We are fast approaching Mr. Andrew's 1st birthday on the seventh of December. While we cry for the loss of you, we, like you, are so thankful for this little man.
I remember talking about his birth with such eager anticipation. Life was going to be easier for you after he came, you would just be working as a nurse and a mom and you had six whole weeks off to enjoy this baby and family. Dreams were coming true. Never would we have imagined what the first year of this baby's life would bring.
taken January 1, 2011, Andrew three weeks old
2 days.. . 2 blissful days after he was born before your leg went numb and then went hyper sensitive and in pain . . then spread throughout your body. . . then diagnosis, treatment, more treatment. .

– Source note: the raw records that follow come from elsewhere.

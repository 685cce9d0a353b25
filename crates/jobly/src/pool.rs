//! Connection pool utilities

use crate::config::JoblyConfig;
use crate::error::{JoblyError, JoblyResult};
use deadpool_postgres::{Manager, ManagerConfig, Pool, RecyclingMethod};
use tokio_postgres::NoTls;

/// Create a connection pool from a [`JoblyConfig`].
///
/// Uses `NoTls`. Connections are opened lazily on first `pool.get()`.
///
/// # Example
///
/// ```ignore
/// let pool = jobly::create_pool(&JoblyConfig::from_env()?)?;
/// let client = pool.get().await?;
/// let companies = Company::find_all(&client, &QueryPayload::new()).await?;
/// ```
pub fn create_pool(config: &JoblyConfig) -> JoblyResult<Pool> {
    let pg_config: tokio_postgres::Config = config
        .database_url
        .parse()
        .map_err(|e: tokio_postgres::Error| JoblyError::Connection(e.to_string()))?;

    let mgr = Manager::from_config(
        pg_config,
        NoTls,
        ManagerConfig {
            recycling_method: RecyclingMethod::Fast,
        },
    );

    tracing::debug!(
        target: "jobly.pool",
        max_size = config.pool_max_size,
        "creating connection pool"
    );
    Pool::builder(mgr)
        .max_size(config.pool_max_size)
        .build()
        .map_err(|e| JoblyError::Pool(e.to_string()))
}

This picture is perhaps the very hardest picture for me to look at. This was just moments after you arrived home after your Stage four diagnosis. It was the worst day. You were sobbing in your bed when we brought this little guy in to you and somehow through your worry you smiled at him. It is hard knowing your worst fears came true. . you aren't here to raise and love these boys. It's all you wanted. We wish so badly we could have granted this wish for you.
You loved this baby so much. It is no secret that cancer can spread more rapidly when you are pregnant and yet, you never once questioned your decision to have this angel. You referred to him as your, "miracle baby" and your "angel baby." Throughout your entire treatment sweet little Andrew brought so much happiness. In those moments of fear, he'd look up at you with your same eyes and smile. He is just an absolute treasure and you said repeatedly that you were so thankful he came when he did and so thankful you had him.
I was holding him when you were diagnosed and when I got the call that you passed. What a privilege it is to hold him. . a piece of you and feel somehow that I am still helping you. We all feel that way about this special angel. Without question those boys are the best part of you. And like you, they are so easy to love.